In 1937, Robert Palfrey Utter and Gwendolyn Bridges Needham published Pamela's Daughters, a book that Samuel Richardson scholars have largely ignored despite its ostensible focus on the author's first novel. One reason for this neglect may be the book's quirky approach, refusing to document its sources but offering, instead, a section at the end called "If Anyone Should Ask" that lists some but not all of the sources used for each chapter. Not only is Pamela's Daughters intentionally unscholarly, but many of its claims seem wildly overblown: "Pamela is as much alive as ever she was, and she is ours to analyze as we will in the search for the origin of the diverse species of heroines of English fiction," the authors write, on their very first page.1

Critics today still return to other studies of Richardson from the 1930s, most notably the biographical and bibliographical works by Alan Dugald McKillop and William Merritt Sale that redefined the author's achievement as that of a printer who only later in life became a novelist.2 Unlike these books, Pamela's Daughters has achieved what some might argue is a deserved invisibility in current scholarship. Yet as this essay will suggest, the [End Page 29] enduring value of this eccentric study consists less in any light it sheds on Richardson than in its exposure of the strangely significant role that Richardson's fiction played in the sexology movement during, and immediately following, the First World War. Moreover, recovering Richardson's place within this popular sociological and psychological debate exposes an important affinity between Pamela's Daughters and two otherwise unrelated works of literature: Edith Wharton's novel The Custom of the Country (1913) and T. S. Eliot's poem The Waste Land (1922). Like Utter and Needham's book, these works responded, each in its own way, to the cultural transformations that took place during the first two decades of the twentieth century.

In 1903, when Wharton was just embarking on her career as a novelist, she asserted that the "value of books is proportionate to what may be called their plasticity—their quality of being all things to all men, of being diversely moulded by the impact of fresh forms of thought.

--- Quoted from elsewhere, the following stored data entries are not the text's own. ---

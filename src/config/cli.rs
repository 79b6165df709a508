use crate::core::Storage;
use crate::utils::error::{EtlError, FileOperation, Result};
use std::path::{Path, PathBuf};

/// Local filesystem storage. Relative paths resolve against `base_path`.
#[derive(Debug, Clone)]
pub struct LocalStorage {
    base_path: PathBuf,
}

impl LocalStorage {
    pub fn new(base_path: impl Into<PathBuf>) -> Self {
        Self {
            base_path: base_path.into(),
        }
    }

    fn resolve(&self, path: &Path) -> PathBuf {
        self.base_path.join(path)
    }
}

impl Default for LocalStorage {
    fn default() -> Self {
        Self::new(".")
    }
}

impl Storage for LocalStorage {
    async fn read_file(&self, path: &Path) -> Result<Vec<u8>> {
        let full_path = self.resolve(path);
        tokio::fs::read(&full_path)
            .await
            .map_err(|source| EtlError::FileAccessError {
                operation: FileOperation::Read,
                path: full_path.display().to_string(),
                source,
            })
    }

    // 不建立上層目錄，路徑錯誤應直接回報
    async fn write_file(&self, path: &Path, data: &[u8]) -> Result<()> {
        let full_path = self.resolve(path);
        tokio::fs::write(&full_path, data)
            .await
            .map_err(|source| EtlError::FileAccessError {
                operation: FileOperation::Write,
                path: full_path.display().to_string(),
                source,
            })
    }
}

#[cfg(test)]
mod tests {
    use super::*;
    use tempfile::TempDir;

    #[tokio::test]
    async fn test_write_then_read_overwrites() {
        let temp_dir = TempDir::new().unwrap();
        let storage = LocalStorage::new(temp_dir.path());

        storage.write_file(Path::new("faa.txt"), b"first").await.unwrap();
        storage.write_file(Path::new("faa.txt"), b"second").await.unwrap();

        let data = storage.read_file(Path::new("faa.txt")).await.unwrap();
        assert_eq!(data, b"second");
    }

    #[tokio::test]
    async fn test_missing_file_names_path() {
        let temp_dir = TempDir::new().unwrap();
        let storage = LocalStorage::new(temp_dir.path());

        let err = storage.read_file(Path::new("MASTER.txt")).await.unwrap_err();
        assert!(matches!(err, EtlError::FileAccessError { .. }));
        assert!(err.to_string().contains("MASTER.txt"));
    }

    #[tokio::test]
    async fn test_write_into_missing_directory_fails() {
        let temp_dir = TempDir::new().unwrap();
        let storage = LocalStorage::new(temp_dir.path());

        let result = storage
            .write_file(Path::new("no/such/dir/faa.txt"), b"data")
            .await;
        assert!(matches!(result, Err(EtlError::FileAccessError { .. })));
    }

    #[tokio::test]
    async fn test_absolute_paths_ignore_base() {
        let temp_dir = TempDir::new().unwrap();
        let target = temp_dir.path().join("out.txt");
        let storage = LocalStorage::default();

        storage.write_file(&target, b"data").await.unwrap();
        assert_eq!(std::fs::read(&target).unwrap(), b"data");
    }
}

Where, from one cause or another, this reciprocal adaptability is lacking, there can be no real intercourse between book and reader."3 As this essay will argue, both Wharton's novel and Eliot's poem document Richardson's enduring value within what has come to be defined as the modernist aesthetic through their separate and yet parallel engagement with the "plasticity" of Richardson's Clarissa. Furthermore, returning to the early critical canon exemplified in Pamela's Daughters reveals overlooked features of Richardson's reception history—including its erasures—from the modernist period to the present.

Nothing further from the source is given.